START Dataset content

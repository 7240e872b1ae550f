//! The fixed transfer curves.

/// The piecewise sRGB transfer curve, linear below the threshold and a
/// `1/2.4` power segment above it. Input is clamped to `[0, 1]`.
#[inline]
pub fn srgb_encode(value: f32) -> f32 {
    let value = value.clamp(0.0, 1.0);

    if value <= 0.003_130_8 {
        value * 12.92
    } else {
        1.055 * value.powf(1.0 / 2.4) - 0.055
    }
}

/// The ACES-fit filmic curve `x(ax + b) / (x(cx + d) + e)`, compressing
/// highlights into a perceptual roll-off. Negative input is floored at zero;
/// the curve is monotone on `[0, inf)` and the output is clamped to `[0, 1]`.
#[inline]
pub fn filmic(value: f32) -> f32 {
    const A: f32 = 2.51;
    const B: f32 = 0.03;
    const C: f32 = 2.43;
    const D: f32 = 0.59;
    const E: f32 = 0.14;

    let x = value.max(0.0);
    let display = (x * (A * x + B)) / (x * (C * x + D) + E);

    display.clamp(0.0, 1.0)
}
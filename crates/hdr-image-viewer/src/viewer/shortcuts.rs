//! Keyboard shortcuts, driven by text events so shifted characters arrive
//! as typed.

use super::Viewer;

impl Viewer {
    /// Apply any shortcuts typed this frame. Skipped while a widget owns the
    /// keyboard.
    pub fn handle_shortcuts(&mut self, ctx: &egui::Context) {
        if ctx.wants_keyboard_input() {
            return;
        }

        let events = ctx.input(|i| i.events.clone());
        for event in events {
            if let egui::Event::Text(text) = event {
                for character in text.chars() {
                    self.shortcut(character);
                }
            }
        }
    }

    fn shortcut(&mut self, character: char) {
        match character {
            ' ' | '.' => self.next_image(),
            ',' => self.previous_image(),

            '-' | '_' => self.view.set_zoom(self.view.zoom / 2.0),
            '+' | '=' => self.view.set_zoom(self.view.zoom * 2.0),
            'z' => self.view.set_zoom(1.0),

            '[' => self.nudge_exposure(-1.0),
            ']' => self.nudge_exposure(1.0),
            '{' => self.nudge_gamma(-0.1),
            '}' => self.nudge_gamma(0.1),

            '1' => {
                self.tone.exposure = 0.0;
                self.tone.gamma = 1.0;
            }
            '2' => {
                self.tone.exposure = 0.0;
                self.tone.gamma = 2.2;
            }

            _ => {}
        }
    }

    fn next_image(&mut self) {
        self.view.current = (self.view.current + 1) % self.image_count();
    }

    fn previous_image(&mut self) {
        self.view.current = (self.view.current + self.image_count() - 1) % self.image_count();
    }

    fn nudge_exposure(&mut self, stops: f32) {
        self.tone.exposure = (self.tone.exposure + stops).clamp(-20.0, 20.0);
    }

    fn nudge_gamma(&mut self, amount: f32) {
        self.tone.gamma = (self.tone.gamma + amount).clamp(0.1, 5.0);
    }
}
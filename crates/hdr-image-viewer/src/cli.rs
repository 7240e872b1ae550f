//! Command line surface.

use std::path::PathBuf;

use clap::Parser;
use raster_image::TonemapOperator;

/// View LDR/HDR images with pan, zoom and live tonemap retuning.
#[derive(Debug, Parser)]
#[command(version, about)]
pub struct Args {
    /// Image files to view.
    #[arg(value_name = "IMAGE", required = true)]
    pub images: Vec<PathBuf>,

    /// Initial exposure in stops.
    #[arg(short, long)]
    pub exposure: Option<f32>,

    /// Initial gamma for the gamma operator.
    #[arg(short, long)]
    pub gamma: Option<f32>,

    /// Initial tonemap operator: none, srgb, gamma or filmic.
    #[arg(short, long)]
    pub tonemap: Option<TonemapOperator>,

    /// Enable debug logging.
    #[arg(long)]
    pub debug: bool,
}
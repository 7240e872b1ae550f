//! An owned LDR/HDR raster image.

use std::path::PathBuf;

use crate::sample::sample_color;
use crate::tone::ToneParams;

/// A decoded raster image owning its pixel buffers.
///
/// At least one buffer is present after load. When `hdr` is present, `ldr`
/// is derived from it by the tonemapper and is never authoritative on its
/// own; both buffers are released together when the image is dropped.
pub struct RasterImage {
    /// Pixel columns.
    pub width: u32,

    /// Pixel rows.
    pub height: u32,

    /// Interleaved samples per pixel, `1..=4`.
    pub channels: u32,

    /// Linear radiance, `width * height * channels` floats.
    pub hdr: Option<Vec<f32>>,

    /// Display bytes, `width * height * channels` values.
    pub ldr: Option<Vec<u8>>,

    /// Tone parameters last applied to `ldr`.
    pub tone: ToneParams,

    /// The file the image was decoded from.
    pub path: PathBuf,
}

impl RasterImage {
    /// Create an image from decoded HDR radiance. The display buffer starts
    /// empty and is derived by the first tonemap pass.
    ///
    /// # Panics
    ///
    /// Panics if `channels` is outside `1..=4` or the buffer length does not
    /// match the dimensions.
    pub fn from_hdr(path: PathBuf, width: u32, height: u32, channels: u32, hdr: Vec<f32>) -> Self {
        assert!(
            (1..=4).contains(&channels),
            "channel count must be 1..=4, got {channels}"
        );
        assert_eq!(
            hdr.len(),
            width as usize * height as usize * channels as usize,
            "HDR buffer does not match {width}x{height}x{channels}"
        );

        Self {
            width,
            height,
            channels,
            hdr: Some(hdr),
            ldr: None,
            tone: ToneParams::default(),
            path,
        }
    }

    /// Create an image from decoded 8-bit pixels.
    ///
    /// # Panics
    ///
    /// Panics if `channels` is outside `1..=4` or the buffer length does not
    /// match the dimensions.
    pub fn from_ldr(path: PathBuf, width: u32, height: u32, channels: u32, ldr: Vec<u8>) -> Self {
        assert!(
            (1..=4).contains(&channels),
            "channel count must be 1..=4, got {channels}"
        );
        assert_eq!(
            ldr.len(),
            width as usize * height as usize * channels as usize,
            "LDR buffer does not match {width}x{height}x{channels}"
        );

        Self {
            width,
            height,
            channels,
            hdr: None,
            ldr: Some(ldr),
            tone: ToneParams::default(),
            path,
        }
    }

    /// Whether the image carries HDR radiance.
    pub fn is_hdr(&self) -> bool {
        self.hdr.is_some()
    }

    /// Radiance at `(x, y)`, widened to four channels with an opaque alpha
    /// of `1.0`. The zero color when out of bounds or for LDR-only images.
    pub fn sample_hdr(&self, x: i32, y: i32) -> [f32; 4] {
        match self.hdr.as_deref() {
            Some(pixels) => sample_color(self.width, self.height, self.channels, pixels, x, y, 1.0),
            None => [0.0; 4],
        }
    }

    /// Display bytes at `(x, y)`, widened to four channels with an opaque
    /// alpha of `255`. The zero color when out of bounds or before the first
    /// tonemap pass.
    pub fn sample_ldr(&self, x: i32, y: i32) -> [u8; 4] {
        match self.ldr.as_deref() {
            Some(pixels) => sample_color(self.width, self.height, self.channels, pixels, x, y, 255),
            None => [0; 4],
        }
    }
}
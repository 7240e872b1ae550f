//! Pure UI state, separate from the image data.

const MIN_ZOOM: f32 = 1.0 / 64.0;
const MAX_ZOOM: f32 = 64.0;

/// Where and how the current image is shown.
pub struct ViewState {
    /// Index of the image on screen.
    pub current: usize,

    /// Display scale, `1.0` is one texel per point.
    pub zoom: f32,

    /// Offset of the image origin from the panel origin, in points.
    pub pan: egui::Vec2,

    /// Background level behind the image, `0.0..=1.0`.
    pub background: f32,
}

impl ViewState {
    /// Initial view: first image, 1:1, no pan.
    pub fn new(background: f32) -> Self {
        Self {
            current: 0,
            zoom: 1.0,
            pan: egui::Vec2::ZERO,
            background,
        }
    }

    /// Set the zoom, kept within sane display bounds.
    pub fn set_zoom(&mut self, zoom: f32) {
        self.zoom = zoom.clamp(MIN_ZOOM, MAX_ZOOM);
    }
}
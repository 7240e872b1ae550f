//! Tests for the image-level tonemap lifecycle.

use std::path::PathBuf;

use raster_image::{RasterImage, ToneParams, TonemapOperator};
use tonemapper::apply;

#[test]
fn first_pass_allocates_and_records() {
    let mut image = RasterImage::from_hdr(
        PathBuf::from("a.hdr"),
        2,
        1,
        3,
        vec![1.0, 1.0, 1.0, 0.0, 0.0, 0.0],
    );
    let run = ToneParams {
        operator: TonemapOperator::Gamma,
        exposure: 0.0,
        gamma: 1.0,
    };

    apply(&mut image, run);

    assert_eq!(image.ldr.as_deref(), Some(&[255, 255, 255, 0, 0, 0][..]));
    assert_eq!(image.tone, run);
}

#[test]
fn retune_rewrites_the_display_buffer_in_place() {
    let mut image = RasterImage::from_hdr(PathBuf::from("a.hdr"), 1, 1, 3, vec![0.25, 0.25, 0.25]);

    apply(&mut image, ToneParams {
        operator: TonemapOperator::None,
        exposure: 0.0,
        gamma: 2.2,
    });
    assert_eq!(image.ldr.as_deref(), Some(&[64, 64, 64][..]));

    apply(&mut image, ToneParams {
        operator: TonemapOperator::None,
        exposure: 2.0,
        gamma: 2.2,
    });
    assert_eq!(image.ldr.as_deref(), Some(&[255, 255, 255][..]));
}

#[test]
fn ldr_only_image_is_untouched() {
    let mut image = RasterImage::from_ldr(PathBuf::from("a.png"), 1, 1, 1, vec![42]);
    let before = image.tone;

    apply(&mut image, ToneParams {
        operator: TonemapOperator::Filmic,
        exposure: 3.0,
        gamma: 1.0,
    });

    assert_eq!(image.ldr.as_deref(), Some(&[42][..]));
    assert_eq!(image.tone, before);
}
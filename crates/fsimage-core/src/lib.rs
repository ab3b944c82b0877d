use serde::{Deserialize, Serialize};
use std::path::Path;

pub mod error;
pub mod image;
pub mod namespace;
pub mod stats;
pub mod walk;

pub use error::{ImageError, Result, VarintError, WalkError};
pub use image::{ImageFile, Section, SectionTable};
pub use namespace::{DirectoryIndex, InodeIndex, LoadOptions, Namespace};
pub use stats::{FanOut, NameCount, NamespaceReport, DEFAULT_TOP_N};
pub use walk::{CancelFlag, TreeWalker, WalkConfig, WalkStats, WalkSummary};

/// Inode id of the namespace root
pub const ROOT_INODE_ID: u64 = 16385;

#[derive(Clone, Copy, Debug, PartialEq, Eq, Hash, Serialize, Deserialize)]
pub enum InodeKind {
    File,
    Directory,
    Symlink,
}

impl InodeKind {
    /// Map an INODE record's type code; anything that is not a file or a
    /// directory is treated as a symlink
    pub fn from_type_code(code: u64) -> Self {
        match code {
            1 => InodeKind::File,
            2 => InodeKind::Directory,
            _ => InodeKind::Symlink,
        }
    }
}

impl std::fmt::Display for InodeKind {
    fn fmt(&self, f: &mut std::fmt::Formatter<'_>) -> std::fmt::Result {
        match self {
            InodeKind::File => write!(f, "FILE"),
            InodeKind::Directory => write!(f, "DIRECTORY"),
            InodeKind::Symlink => write!(f, "SYMLINK"),
        }
    }
}

#[derive(Debug, Clone, PartialEq, Eq)]
pub struct Inode {
    pub id: u64,
    /// Own name segment as raw bytes (not guaranteed UTF-8)
    pub name: Vec<u8>,
    pub kind: InodeKind,
}

/// Inodes per kind
#[derive(Debug, Clone, Copy, Default, PartialEq, Eq, Serialize, Deserialize)]
pub struct EntityCounts {
    pub files: u64,
    pub directories: u64,
    pub symlinks: u64,
}

impl EntityCounts {
    pub fn record(&mut self, kind: InodeKind) {
        match kind {
            InodeKind::File => self.files += 1,
            InodeKind::Directory => self.directories += 1,
            InodeKind::Symlink => self.symlinks += 1,
        }
    }

    pub fn total(&self) -> u64 {
        self.files + self.directories + self.symlinks
    }
}

/// Open an image file and decode its namespace
pub fn open_namespace<P: AsRef<Path>>(path: P, options: &LoadOptions) -> Result<Namespace> {
    let path = path.as_ref();
    tracing::info!("📂 Opening image {}", path.display());

    let image = ImageFile::open(path)?;
    let namespace = Namespace::load(&image, options)?;

    let counts = namespace.counts();
    tracing::info!(
        "✅ Namespace decoded: {} inodes, {} directories with entries",
        counts.total(),
        namespace.directories().len()
    );
    Ok(namespace)
}

#[cfg(test)]
mod tests {
    use super::*;

    #[test]
    fn test_type_codes() {
        assert_eq!(InodeKind::from_type_code(1), InodeKind::File);
        assert_eq!(InodeKind::from_type_code(2), InodeKind::Directory);
        assert_eq!(InodeKind::from_type_code(3), InodeKind::Symlink);
        assert_eq!(InodeKind::from_type_code(0), InodeKind::Symlink);
        assert_eq!(InodeKind::Directory.to_string(), "DIRECTORY");
    }

    #[test]
    fn test_counts_total() {
        let mut counts = EntityCounts::default();
        for kind in [
            InodeKind::File,
            InodeKind::File,
            InodeKind::Directory,
            InodeKind::File,
            InodeKind::Symlink,
        ] {
            counts.record(kind);
        }
        assert_eq!((counts.files, counts.directories, counts.symlinks), (3, 1, 1));
        assert_eq!(counts.total(), 5);
    }
}
//! Namespace statistics: most common names and widest directories

use serde::Serialize;
use std::collections::HashMap;

use crate::namespace::{DirectoryIndex, Namespace};
use crate::walk::WalkStats;
use crate::{EntityCounts, ROOT_INODE_ID};

/// Entries kept in each ranking by default
pub const DEFAULT_TOP_N: usize = 10;

/// How many inodes share a name
#[derive(Debug, Clone, PartialEq, Eq, Serialize)]
pub struct NameCount {
    pub name: String,
    pub count: u64,
}

/// Number of direct children of a directory
#[derive(Debug, Clone, Copy, PartialEq, Eq, Serialize)]
pub struct FanOut {
    pub parent: u64,
    pub children: u64,
}

/// Most frequent non-empty names, descending; ties by name ascending
pub fn top_names<'a, I>(names: I, n: usize) -> Vec<NameCount>
where
    I: IntoIterator<Item = &'a [u8]>,
{
    let mut freq: HashMap<&[u8], u64> = HashMap::new();
    for name in names {
        if !name.is_empty() {
            *freq.entry(name).or_insert(0) += 1;
        }
    }

    let mut ranked: Vec<(&[u8], u64)> = freq.into_iter().collect();
    ranked.sort_by(|a, b| b.1.cmp(&a.1).then_with(|| a.0.cmp(b.0)));
    ranked
        .into_iter()
        .take(n)
        .map(|(name, count)| NameCount {
            name: String::from_utf8_lossy(name).into_owned(),
            count,
        })
        .collect()
}

/// Directories with the most children, descending; ties by parent id ascending
pub fn top_fanout(directories: &DirectoryIndex, n: usize) -> Vec<FanOut> {
    let mut ranked: Vec<FanOut> = directories
        .iter()
        .map(|(parent, children)| FanOut {
            parent,
            children: children.len() as u64,
        })
        .collect();
    ranked.sort_by(|a, b| b.children.cmp(&a.children).then_with(|| a.parent.cmp(&b.parent)));
    ranked.truncate(n);
    ranked
}

/// Everything reported about a decoded namespace
#[derive(Debug, Clone, Serialize)]
pub struct NamespaceReport {
    pub root_id: u64,
    pub ondisk_version: u32,
    pub layout_version: u32,
    pub counts: EntityCounts,
    pub total_inodes: u64,
    pub last_inode_id: u64,
    pub directories_with_entries: u64,
    pub child_links: u64,
    pub duplicate_parents: Vec<u64>,
    pub top_names: Vec<NameCount>,
    pub top_fanout: Vec<FanOut>,
    #[serde(skip_serializing_if = "Option::is_none")]
    pub walk: Option<WalkStats>,
}

impl NamespaceReport {
    pub fn build(namespace: &Namespace, top_n: usize) -> Self {
        let inodes = namespace.inodes();
        let directories = namespace.directories();

        NamespaceReport {
            root_id: ROOT_INODE_ID,
            ondisk_version: namespace.sections().ondisk_version,
            layout_version: namespace.sections().layout_version,
            counts: inodes.counts(),
            total_inodes: inodes.len() as u64,
            last_inode_id: inodes.last_inode_id(),
            directories_with_entries: directories.len() as u64,
            child_links: directories.edge_count(),
            duplicate_parents: directories.duplicate_parents().to_vec(),
            top_names: top_names(inodes.iter().map(|inode| inode.name.as_slice()), top_n),
            top_fanout: top_fanout(directories, top_n),
            walk: None,
        }
    }

    pub fn with_walk(mut self, stats: WalkStats) -> Self {
        self.walk = Some(stats);
        self
    }

    pub fn to_json(&self) -> serde_json::Result<String> {
        serde_json::to_string_pretty(self)
    }
}

impl std::fmt::Display for NamespaceReport {
    fn fmt(&self, f: &mut std::fmt::Formatter<'_>) -> std::fmt::Result {
        writeln!(f, "Root INode ID: {}", self.root_id)?;
        writeln!(f, "Image versions: ondisk {}, layout {}", self.ondisk_version, self.layout_version)?;
        writeln!(f, "Total Number of INodes: {}", self.total_inodes)?;
        writeln!(f, "Total Number of Files: {}", self.counts.files)?;
        writeln!(f, "Total Number of Directories: {}", self.counts.directories)?;
        writeln!(f, "Total Number of Symlinks: {}", self.counts.symlinks)?;
        writeln!(f, "Directories with entries: {}", self.directories_with_entries)?;
        writeln!(f, "Child links: {}", self.child_links)?;
        if !self.duplicate_parents.is_empty() {
            writeln!(f, "Duplicate parent entries: {}", self.duplicate_parents.len())?;
        }
        if let Some(walk) = &self.walk {
            writeln!(f, "No of Paths: {}", walk.paths)?;
            if walk.unresolved_ids > 0 {
                writeln!(f, "Unresolved ids: {}", walk.unresolved_ids)?;
            }
            if walk.cycles_skipped > 0 {
                writeln!(f, "Cyclic links skipped: {}", walk.cycles_skipped)?;
            }
        }

        writeln!(f)?;
        writeln!(f, "Top {} file names:", self.top_names.len())?;
        for entry in &self.top_names {
            writeln!(f, "  {:>10}  {}", entry.count, entry.name)?;
        }

        writeln!(f)?;
        writeln!(f, "Top {} directories by fan-out:", self.top_fanout.len())?;
        for entry in &self.top_fanout {
            writeln!(f, "  {:>10}  {}", entry.children, entry.parent)?;
        }
        Ok(())
    }
}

END Dataset content

→ **What this task involves**
Of the lines in the data above, some may include the word "kept"; state how many, with no added words.

→ **Solution for this problem**
2